This slow cooker 4-ingredient traditional cabbage bangers recipe is my simple, homespun version of the hearty pub meal my grandfather always made every March when the wind still had a bite to it. He grew up on meat-and-potato suppers in the rural Midwest, but he loved the old-country habit of simmering good pork sausages right down into a bed of soft, sweet cabbage. This is the kind of comforting, savory dinner you put on in the late morning, then let it quietly bubble away until the sausages are browned and juicy and the cabbage is tender and mellow in rich brown pan juices. With only four ingredients and a slow cooker doing the work, it brings that cozy, old-fashioned tavern flavor to a modern busy day.
Serve these cabbage bangers straight from the slow cooker with plenty of the rich brown juices spooned over the sausages and cabbage. In my house, we like them piled into shallow bowls over a scoop of buttery mashed potatoes or alongside boiled red potatoes tossed with a little butter and parsley. A slice of crusty bread or a warm dinner roll is perfect for soaking up the juices. If you want to round out the plate, a simple side of applesauce or a crisp green salad gives a nice fresh contrast to the hearty, savory flavors.
Slow Cooker 4-Ingredient Cabbage BangersServings: 4
Ingredients
2 pounds fresh pork sausages (bangers or thick country-style links)

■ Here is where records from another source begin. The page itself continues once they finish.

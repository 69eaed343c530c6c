//! Node configuration: optional TOML file layered under `CVAULT_*`
//! environment variables.

use std::path::{Path, PathBuf};

use anyhow::{Context, Result};
use config::{Config, File as ConfigFile};
use cvault_crypto::{HashType, SessionSigner};
use cvault_gateway::{DeossConfig, PinataConfig};
use cvault_registry::DEFAULT_GRANT_MARGIN_SECS;

pub const DEFAULT_CONFIG_PATH: &str = "config/cvault.toml";
pub const DEV_SESSION_SECRET: &str = "cvault-dev-secret";
const DEFAULT_MAX_UPLOAD_BYTES: u64 = 100 * 1024 * 1024;
/// Room for the multipart envelope on top of the file itself.
const MULTIPART_OVERHEAD_BYTES: u64 = 1024 * 1024;

#[derive(Debug, Clone)]
pub struct AppConfig {
    pub config_path: Option<PathBuf>,
    pub rpc_host: String,
    pub rpc_port: u16,
    pub data_dir: PathBuf,
    pub log_level: String,
    pub log_format: String,
    pub hash_algorithm: HashType,
    pub session_secret: String,
    pub session_ttl_secs: u64,
    pub grant_margin_secs: u64,
    pub max_upload_bytes: u64,
    pub seed_admin_email: Option<String>,
    pub seed_admin_password: Option<String>,
    pub gateway_timeout_secs: u64,
    pub deoss_gateway_url: Option<String>,
    pub deoss: Option<DeossConfig>,
    pub pinata: Option<PinataConfig>,
}

impl AppConfig {
    pub fn load(config_path_override: Option<&str>) -> Result<Self> {
        let resolved_path = match config_path_override {
            Some(path) => {
                let path = PathBuf::from(path);
                if !path.exists() {
                    anyhow::bail!(
                        "Configuration file {} not found (specified via --config)",
                        path.display()
                    );
                }
                Some(path)
            }
            None => Some(PathBuf::from(DEFAULT_CONFIG_PATH)).filter(|path| path.exists()),
        };

        let mut builder = Config::builder();
        if let Some(path) = &resolved_path {
            builder = builder.add_source(ConfigFile::from(path.as_path()));
        }
        builder = builder.add_source(config::Environment::with_prefix("CVAULT"));

        let config = builder.build().context("failed to read configuration")?;
        let mut app = Self::from_config(&config)?;
        app.config_path = resolved_path;
        Ok(app)
    }

    pub fn from_config(config: &Config) -> Result<Self> {
        let gateway_timeout_secs = get_u64_value(config, &["gateway_timeout_secs"], 30)?;

        let deoss_gateway_url = get_string_value(config, &["deoss_gateway_url", "deoss.gateway_url"]);
        let deoss = match &deoss_gateway_url {
            Some(url) => {
                let field = |key: &str| {
                    get_string_value(
                        config,
                        &[format!("deoss_{key}").as_str(), format!("deoss.{key}").as_str()],
                    )
                };
                match (field("territory"), field("account"), field("message"), field("signature")) {
                    (Some(territory), Some(account), Some(message), Some(signature)) => {
                        Some(DeossConfig {
                            territory,
                            account,
                            message,
                            signature,
                            timeout_secs: gateway_timeout_secs,
                            ..DeossConfig::new(url.clone())
                        })
                    }
                    _ => None,
                }
            }
            None => None,
        };

        let pinata = get_string_value(config, &["pinata_jwt", "pinata.jwt"]).map(|jwt| {
            let mut pinata = PinataConfig::new(jwt);
            if let Some(api_url) = get_string_value(config, &["pinata_api_url", "pinata.api_url"]) {
                pinata.api_url = api_url;
            }
            if let Some(gateway_url) =
                get_string_value(config, &["pinata_gateway_url", "pinata.gateway_url"])
            {
                pinata.gateway_url = gateway_url;
            }
            pinata.timeout_secs = gateway_timeout_secs;
            pinata
        });

        let hash_algorithm = match get_string_value(config, &["hash_algorithm"]) {
            Some(name) => name.parse()?,
            None => HashType::default(),
        };

        let rpc_port = get_u64_value(config, &["rpc_port", "rpc.port"], 3001)?;

        Ok(Self {
            config_path: None,
            rpc_host: get_string_value(config, &["rpc_host", "rpc.host"])
                .unwrap_or_else(|| "127.0.0.1".to_string()),
            rpc_port: u16::try_from(rpc_port)
                .with_context(|| format!("rpc_port {rpc_port} is out of range"))?,
            data_dir: get_string_value(config, &["data_dir", "storage.data_dir"])
                .map(PathBuf::from)
                .unwrap_or_else(|| PathBuf::from("./data")),
            log_level: get_string_value(config, &["log_level"]).unwrap_or_else(|| "info".into()),
            log_format: get_string_value(config, &["log_format"])
                .unwrap_or_else(|| "pretty".into()),
            hash_algorithm,
            session_secret: get_string_value(config, &["session_secret"])
                .unwrap_or_else(|| DEV_SESSION_SECRET.to_string()),
            session_ttl_secs: get_u64_value(
                config,
                &["session_ttl_secs"],
                SessionSigner::DEFAULT_TTL_SECS,
            )?,
            grant_margin_secs: get_u64_value(
                config,
                &["grant_margin_secs"],
                DEFAULT_GRANT_MARGIN_SECS,
            )?,
            max_upload_bytes: get_u64_value(
                config,
                &["max_upload_bytes"],
                DEFAULT_MAX_UPLOAD_BYTES,
            )?,
            seed_admin_email: get_string_value(config, &["seed_admin_email"]),
            seed_admin_password: get_string_value(config, &["seed_admin_password"]),
            gateway_timeout_secs,
            deoss_gateway_url,
            deoss,
            pinata,
        })
    }

    pub fn validate(&self) -> Result<()> {
        if self.rpc_port == 0 {
            anyhow::bail!("rpc_port must be greater than zero");
        }
        if self.data_dir.as_os_str().is_empty() {
            anyhow::bail!("data_dir must not be empty");
        }
        if !matches!(self.log_format.as_str(), "pretty" | "json") {
            anyhow::bail!("log_format must be 'pretty' or 'json', got '{}'", self.log_format);
        }
        if self.session_ttl_secs == 0 {
            anyhow::bail!("session_ttl_secs must be greater than zero");
        }
        if self.max_upload_bytes == 0 {
            anyhow::bail!("max_upload_bytes must be greater than zero");
        }
        if self.deoss_gateway_url.is_some() && self.deoss.is_none() {
            anyhow::bail!(
                "deoss_gateway_url is set but deoss_territory, deoss_account, deoss_message and deoss_signature are not all configured"
            );
        }
        if self.seed_admin_email.is_some() != self.seed_admin_password.is_some() {
            anyhow::bail!("seed_admin_email and seed_admin_password must be set together");
        }
        Ok(())
    }

    pub fn rpc_addr(&self) -> String {
        format!("{}:{}", self.rpc_host, self.rpc_port)
    }

    pub fn db_path(&self) -> PathBuf {
        self.data_dir.join("db")
    }

    pub fn uploads_dir(&self) -> PathBuf {
        self.data_dir.join("uploads")
    }

    pub fn max_body_bytes(&self) -> usize {
        usize::try_from(self.max_upload_bytes.saturating_add(MULTIPART_OVERHEAD_BYTES))
            .unwrap_or(usize::MAX)
    }

    pub fn uses_dev_secret(&self) -> bool {
        self.session_secret == DEV_SESSION_SECRET
    }

    pub fn config_source(&self) -> String {
        self.config_path
            .as_deref()
            .map(Path::display)
            .map(|path| path.to_string())
            .unwrap_or_else(|| "(built-in defaults)".to_string())
    }
}

fn get_string_value(config: &Config, keys: &[&str]) -> Option<String> {
    keys.iter().find_map(|key| {
        config
            .get_string(key)
            .ok()
            .map(|value| value.trim().to_string())
            .filter(|value| !value.is_empty())
    })
}

fn get_u64_value(config: &Config, keys: &[&str], default: u64) -> Result<u64> {
    match get_string_value(config, keys) {
        Some(raw) => raw
            .parse::<u64>()
            .with_context(|| format!("{} must be a non-negative integer, got '{raw}'", keys[0])),
        None => Ok(default),
    }
}

#[cfg(test)]
mod tests {
    use super::*;
    use config::FileFormat;

    fn from_toml(toml: &str) -> Result<AppConfig> {
        let config = Config::builder()
            .add_source(ConfigFile::from_str(toml, FileFormat::Toml))
            .build()?;
        AppConfig::from_config(&config)
    }

    #[test]
    fn defaults_apply_without_sources() {
        let config = from_toml("").unwrap();
        assert_eq!(config.rpc_addr(), "127.0.0.1:3001");
        assert_eq!(config.hash_algorithm, HashType::Sha256);
        assert_eq!(config.grant_margin_secs, 300);
        assert_eq!(config.session_ttl_secs, 8 * 3600);
        assert_eq!(config.max_body_bytes(), 101 * 1024 * 1024);
        assert!(config.uses_dev_secret());
        assert!(config.deoss.is_none() && config.pinata.is_none());
        config.validate().unwrap();
    }

    #[test]
    fn file_values_are_read() {
        let config = from_toml(
            r#"
            rpc_port = 8080
            data_dir = "/var/lib/cvault"
            hash_algorithm = "blake3"
            log_format = "json"
            grant_margin_secs = 0
            pinata_jwt = "jwt"
            "#,
        )
        .unwrap();
        assert_eq!(config.rpc_port, 8080);
        assert_eq!(config.db_path(), PathBuf::from("/var/lib/cvault/db"));
        assert_eq!(config.hash_algorithm, HashType::Blake3);
        assert_eq!(config.grant_margin_secs, 0);
        assert_eq!(config.pinata.unwrap().jwt, "jwt");
        assert!(from_toml("rpc_port = 70000").is_err());
        assert!(from_toml("hash_algorithm = \"md5\"").is_err());
    }

    #[test]
    fn deoss_requires_every_credential() {
        let partial = from_toml(r#"deoss_gateway_url = "https://deoss.example""#).unwrap();
        assert!(partial.deoss.is_none());
        assert!(partial.validate().is_err());

        let full = from_toml(
            r#"
            deoss_gateway_url = "https://deoss.example"
            deoss_territory = "MedVault"
            deoss_account = "cX"
            deoss_message = "msg"
            deoss_signature = "0xsig"
            gateway_timeout_secs = 5
            "#,
        )
        .unwrap();
        let deoss = full.deoss.clone().unwrap();
        assert_eq!(deoss.territory, "MedVault");
        assert_eq!(deoss.timeout_secs, 5);
        full.validate().unwrap();
    }

    #[test]
    fn admin_seed_needs_both_fields() {
        let config = from_toml(r#"seed_admin_email = "admin@unb.br""#).unwrap();
        assert!(config.validate().is_err());
    }
}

1 medium head green cabbage (about 2 to 2 1/2 pounds), cored and thinly sliced
1 large yellow onion, thinly sliced
1 1/2 cups beef broth (or enough to just cover the bottom of the slow cooker)
Directions
Prepare the vegetables by removing any tough or wilted outer leaves from the cabbage. Cut the cabbage into quarters, remove the core, then slice into thin strips. Thinly slice the onion.
Layer the cabbage and onion in the bottom of a large slow cooker (5- to 6-quart works well). Use your hands to gently toss them together so the onion is evenly scattered through the cabbage.
Pour the beef broth over the cabbage and onion. You want enough liquid to moisten the vegetables and cover the bottom of the slow cooker by about 1/4 inch; add a splash more if needed.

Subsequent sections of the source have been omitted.